On May 24, National Bank of Canada (TSX: NA) put a smile on its investors’ faces by announcing a dividend increase and share buy-back. It also revealed that its second quarter profit hit a record $369 million, significantly beating analyst estimates.
News like that gets Barry Schwartz excited. The vice-president of Baskin Financial says that while he owns a few banks, his largest financial sector position is in National, Canada’s sixth biggest bank. National, he points out, has the highest return on equity of any bank—20% compared to about 15% for the others—and has grown its dividend six times since mid-2010. “It seems to be able to do it all,” he says.
But what’s most interesting about this bank is not that it’s doing well—most of the banks are humming along just fine—it’s that it’s trading at about a 15% discount to other banks. Its price-to-earnings ratio is 9 times, while other institutions are trading between 10 and 12 times earnings.

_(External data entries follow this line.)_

//! Drainage area in square kilometers
//!
//! Chains fill sinks, D8 direction and accumulation, then converts upstream
//! cell counts to area with the raster's own cell size.

use super::fill_sinks::{fill_sinks, FillSinksParams};
use super::flow_accumulation::flow_accumulation;
use super::flow_direction::flow_direction;
use super::is_void;
use crate::maybe_rayon::*;
use floodplain_core::raster::Raster;
use floodplain_core::{Algorithm, Error, Result};
use ndarray::Zip;

/// Square meters per square kilometer
pub const SQ_M_PER_SQ_KM: f64 = 1.0e6;

/// Parameters for deriving drainage area from a DEM
#[derive(Debug, Clone, Default)]
pub struct DrainageAreaParams {
    /// Conditioning applied before routing
    pub fill: FillSinksParams,
}

/// Drainage area algorithm: DEM in, km² out
#[derive(Debug, Clone, Default)]
pub struct DrainageArea;

impl Algorithm for DrainageArea {
    type Input = Raster<f64>;
    type Output = Raster<f64>;
    type Params = DrainageAreaParams;
    type Error = Error;

    fn name(&self) -> &'static str {
        "Drainage Area"
    }

    fn description(&self) -> &'static str {
        "Upstream contributing area in km² via fill, D8 routing and accumulation"
    }

    fn execute(&self, input: Self::Input, params: Self::Params) -> Result<Self::Output> {
        drainage_area(&input, params)
    }
}

/// Derive a drainage-area surface (km²) from a DEM.
///
/// The output shares the DEM's grid. Cells that are no-data in the DEM are
/// NaN in the output.
pub fn drainage_area(dem: &Raster<f64>, params: DrainageAreaParams) -> Result<Raster<f64>> {
    let filled = fill_sinks(dem, params.fill)?;
    let directions = flow_direction(&filled)?;
    let mut accumulation = flow_accumulation(&directions)?;
    mask_dem_voids(&mut accumulation, dem)?;
    accumulation_to_drainage_area(&accumulation)
}

/// Set accumulation cells to NaN wherever the DEM is no-data.
///
/// Fill sinks routes voids as outlets, so without this they would carry a
/// count of zero instead of being void.
pub fn mask_dem_voids(accumulation: &mut Raster<f64>, dem: &Raster<f64>) -> Result<()> {
    let (er, ec) = dem.shape();
    let (ar, ac) = accumulation.shape();
    if (er, ec) != (ar, ac) {
        return Err(Error::SizeMismatch { er, ec, ar, ac });
    }

    let nodata = dem.nodata();
    Zip::from(accumulation.data_mut())
        .and(dem.data())
        .for_each(|acc, &z| {
            if is_void(z, nodata) {
                *acc = f64::NAN;
            }
        });
    Ok(())
}

/// Convert an upstream cell-count raster to km² using its cell area.
///
/// No-data cells become NaN. Negative counts are rejected.
pub fn accumulation_to_drainage_area(accumulation: &Raster<f64>) -> Result<Raster<f64>> {
    let cell_area = accumulation.cell_area();
    if !(cell_area.is_finite() && cell_area > 0.0) {
        return Err(Error::InvalidParameter {
            name: "cell_area",
            value: cell_area.to_string(),
            reason: "accumulation raster needs a non-degenerate geotransform".into(),
        });
    }

    let (rows, cols) = accumulation.shape();
    let nodata = accumulation.nodata();
    let scale = cell_area / SQ_M_PER_SQ_KM;

    let converted: Vec<f64> = (0..rows)
        .into_par_iter()
        .flat_map(|row| {
            (0..cols)
                .map(|col| {
                    let count = unsafe { accumulation.get_unchecked(row, col) };
                    if is_void(count, nodata) {
                        f64::NAN
                    } else {
                        count * scale
                    }
                })
                .collect::<Vec<f64>>()
        })
        .collect();

    if let Some(bad) = converted.iter().find(|v| **v < 0.0) {
        return Err(Error::InvalidParameter {
            name: "accumulation",
            value: (bad / scale).to_string(),
            reason: "upstream cell counts cannot be negative".into(),
        });
    }

    let mut output = accumulation.with_same_meta::<f64>(rows, cols);
    output.set_nodata(Some(f64::NAN));
    *output.data_mut() = ndarray::Array2::from_shape_vec((rows, cols), converted)
        .map_err(|e| Error::Other(e.to_string()))?;
    Ok(output)
}

#[cfg(test)]
mod tests {
    use super::*;
    use approx::assert_relative_eq;
    use floodplain_core::GeoTransform;

    /// V-shaped valley draining south, 100 m cells
    fn valley(rows: usize, cols: usize) -> Raster<f64> {
        let mid = (cols / 2) as f64;
        let mut dem = Raster::new(rows, cols);
        dem.set_transform(GeoTransform::new(0.0, rows as f64 * 100.0, 100.0, -100.0));
        for row in 0..rows {
            for col in 0..cols {
                let side = (col as f64 - mid).abs() * 5.0;
                let fall = (rows - row) as f64 * 2.0;
                dem.set(row, col, 100.0 + side + fall).unwrap();
            }
        }
        dem
    }

    #[test]
    fn test_conversion_uses_cell_area() {
        let mut acc = Raster::filled(2, 2, 50.0);
        acc.set_transform(GeoTransform::new(0.0, 60.0, 30.0, -30.0));
        acc.set(1, 1, f64::NAN).unwrap();

        let da = accumulation_to_drainage_area(&acc).unwrap();
        assert_relative_eq!(da.get(0, 0).unwrap(), 50.0 * 900.0 / 1e6, epsilon = 1e-12);
        assert!(da.get(1, 1).unwrap().is_nan());
    }

    #[test]
    fn test_negative_counts_rejected() {
        let mut acc = Raster::filled(2, 2, 1.0);
        acc.set_transform(GeoTransform::new(0.0, 2.0, 1.0, -1.0));
        acc.set(0, 1, -3.0).unwrap();
        assert!(accumulation_to_drainage_area(&acc).is_err());
    }

    #[test]
    fn test_monotonic_downstream_along_thalweg() {
        let dem = valley(20, 11);
        let da = drainage_area(&dem, DrainageAreaParams::default()).unwrap();

        let thalweg: Vec<f64> = (0..20).map(|r| da.get(r, 5).unwrap()).collect();
        for pair in thalweg.windows(2) {
            assert!(pair[1] > pair[0], "drainage area must grow downstream: {:?}", thalweg);
        }
        // Outlet collects most of the grid: 0.01 km² per cell
        assert!(thalweg[19] > 1.0);
    }

    #[test]
    fn test_void_cells_stay_void() {
        let mut dem = valley(10, 7);
        dem.set(0, 0, f64::NAN).unwrap();
        let da = DrainageArea.execute_default(dem).unwrap();
        assert!(da.get(0, 0).unwrap().is_nan());
        assert!(da.get(9, 3).unwrap() > 0.0);
    }

    #[test]
    fn test_sentinel_voids_masked() {
        let mut dem = valley(6, 5);
        dem.set_nodata(Some(-9999.0));
        dem.set(2, 2, -9999.0).unwrap();

        let mut acc = Raster::filled(6, 5, 3.0);
        acc.set_transform(*dem.transform());
        mask_dem_voids(&mut acc, &dem).unwrap();
        assert!(acc.get(2, 2).unwrap().is_nan());
        assert_eq!(acc.get(2, 1).unwrap(), 3.0);

        let mut wrong = Raster::filled(3, 3, 1.0);
        assert!(matches!(mask_dem_voids(&mut wrong, &dem), Err(Error::SizeMismatch { .. })));
    }
}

Schwartz can’t understand why it’s not trading in line with its peers. “I don’t know why it’s still so inexpensive compared to the rest of the banks,” he says. “Yet it’s reporting some of the best quarterly earnings of the banks.”
He does have some theories as to why it’s so cheap—its market share is more heavily concentrated in Quebec; it’s more of a domestic operation than Scotia or TD, which have branched out beyond Canada’s borders; it has more housing exposure than other institutions and it once had a pretty big run in with regulators over its asset backed commercial paper holdings.
None of that, though, is cause for concern, says Schwartz. “Investors are suffering from some kind of post-traumatic stress disorder and applying what happened in the past to the future,” he says. “There are no issues and it will continue to report record earnings.”
So while he’s bullish on National in large part because it’s cheap, he also thinks the Canadian financial sector as a whole is undervalued and that multiples will rise. Institutions have more than enough capital to cover for any setbacks, he says, and most are now raising dividends again. National has said it wants to grow through acquisition—Schwartz thinks it could beef up its profitable wealth management business—and he doesn’t see why it can’t trade at 12 to 13 times earnings.
The stock is down about 0.3% year-to-date, but Schwartz expects it to eventually hit $100. A number of analysts who cover the company think its stock price will rise too; most 12-month price targets range from $80 to $88. With a 4.52% yield and capital gains potential, it’s this company, he says, that has the best return potential of all the banks. It won’t be long before investors figure that out. “The dividend will go up again in 2014. It’s buying back its own stock and earnings are improving,” he explains. “People are now starting to talk about it.